Data Interactions, FAIR Data and Digital Twins

Data Interactions, FAIR Data and Digital Twins

Or - "The if statement that changed the world"

In plays and films, books and music there is often a key “moment” where everything in the story comes together. Think of the “I am your father” moment from Star Wars or the change from major to minor, Odette/Odile, moment in Tchaikovsky’s Swan Lake. Software and data engineers know these moments, too: the moment when, after days of work, you get everything together in your code and data so you can, *finally*, write and run “The if statement that changed the world”?.

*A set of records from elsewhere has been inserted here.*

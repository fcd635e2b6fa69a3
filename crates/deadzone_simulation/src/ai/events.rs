//! AI Events — наблюдаемые переходы state machine
//!
//! Хост (анимации, звук, UI, дебаг оверлей) подписывается вместо опроса AgentState.

use bevy::prelude::*;

use crate::ai::AgentState;

/// Агент сменил состояние (через тик FSM или через alert)
#[derive(Event, Debug, Clone, PartialEq)]
pub struct StateChanged {
    pub agent: Entity,
    pub from: AgentState,
    pub to: AgentState,
}
//! Глобальный logger симуляции
//!
//! Симуляция не знает кто печатает логи: headless binary ставит ConsoleLogger,
//! хост-движок (или тест) может подсунуть свой LogPrinter через `set_logger`.
//! Уровень фильтруется здесь, timestamp добавляется здесь же.

use once_cell::sync::Lazy;
use std::sync::Mutex;

static LOGGER: Lazy<Mutex<Option<Box<dyn LogPrinter>>>> = Lazy::new(|| Mutex::new(None));

pub static LOGGER_LEVEL: Lazy<Mutex<LogLevel>> = Lazy::new(|| Mutex::new(LogLevel::Debug));

pub fn set_logger(logger: Box<dyn LogPrinter>) {
    if let Ok(mut slot) = LOGGER.lock() {
        *slot = Some(logger);
    }
}

pub fn set_log_level(level: LogLevel) {
    if let Ok(mut current) = LOGGER_LEVEL.lock() {
        *current = level;
    }
}

pub fn set_logger_if_needed(logger: Box<dyn LogPrinter>) {
    if let Ok(mut slot) = LOGGER.lock() {
        if slot.is_none() {
            *slot = Some(logger);
        }
    }
}

#[derive(Debug, Clone, Copy, PartialEq, Eq, PartialOrd, Ord)]
pub enum LogLevel {
    Debug,
    Info,
    Warning,
    Error,
}

impl LogLevel {
    pub fn as_str(&self) -> &'static str {
        match self {
            LogLevel::Debug => "DEBUG",
            LogLevel::Info => "INFO",
            LogLevel::Warning => "WARNING",
            LogLevel::Error => "ERROR",
        }
    }

    /// Парсинг из строки конфига / env (регистр не важен)
    pub fn parse(value: &str) -> Option<Self> {
        match value.to_ascii_lowercase().as_str() {
            "debug" => Some(LogLevel::Debug),
            "info" => Some(LogLevel::Info),
            "warning" | "warn" => Some(LogLevel::Warning),
            "error" => Some(LogLevel::Error),
            _ => None,
        }
    }
}

pub trait LogPrinter: Send + Sync {
    fn log(&self, level: LogLevel, message: &str);
}

pub fn log(message: &str) {
    log_with_level(LogLevel::Debug, message);
}

pub fn log_info(message: &str) {
    log_with_level(LogLevel::Info, message);
}

pub fn log_warning(message: &str) {
    log_with_level(LogLevel::Warning, message);
}

pub fn log_error(message: &str) {
    log_with_level(LogLevel::Error, message);
}

pub fn log_with_level(level: LogLevel, message: &str) {
    let min_level = LOGGER_LEVEL
        .lock()
        .map(|current| *current)
        .unwrap_or(LogLevel::Debug);
    if level < min_level {
        return;
    }

    // Лочим mutex, достаём logger, вызываем log (timestamp добавляем здесь, не в принтере)
    if let Ok(slot) = LOGGER.lock() {
        if let Some(logger) = slot.as_ref() {
            let timestamp = chrono::Local::now().format("%Y-%m-%d %H:%M:%S%.3f");
            logger.log(level, &format!("[{}] {}", timestamp, message));
        }
    }
}

pub struct ConsoleLogger;

impl LogPrinter for ConsoleLogger {
    fn log(&self, level: LogLevel, message: &str) {
        println!("[{}] {}", level.as_str(), message);
    }
}

pub fn init_logger() {
    set_logger_if_needed(Box::new(ConsoleLogger));
}
//! AI components

pub mod fsm;


// Re-export all components
pub use fsm::*;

A version of the “if” statement might be

if river.level > X and rainfall.forecast > Y

I’m sure you can write the “then” part of this “if” yourself, and it’s likely to involve millions of pounds of damage, weeks of transport disruption and possible loss of life.

This “if” statement is our first kind of data interaction. A computer algorithm (important emphasis) has brought two pieces of data together so they can be compared and some insight gleaned. The story of what those pieces of data are and how they get to the “if” statement is more complex than you might think.

The first chapter of the story of how the river levels and the rainfall get together is about finding data. There’s no search engine for data: not publicly and rarely within enterprises. There are attempts at searchability such as data.gov.uk but they are not intended for algorithms, rather they are for people. It’s said that data scientists spend at least 50% of their time looking for data: not looking at data, looking for it. This epic waste of time is because data is hidden away, deliberately or unintentionally, in silos, in datasets, behind APIs or in program-unfriendly formats, such as PDF. This is definitely not findable by machines, but what if it was?

The next chapter of the story is about access and interoperability. The two are linked. Our imaginary computer might be able to find some data but it might not be able to understand it. It would definitely be nice for interoperability purposes if it could have some metadata to indicate that the river level was measured in metres and the rainfall in millimetres, but what if it did? We now have Find, Access and Interoperate and the data interaction in the “if” statement is Re-using that data for our new purpose. There’s more to the story of FAIR data, but that’s in another post.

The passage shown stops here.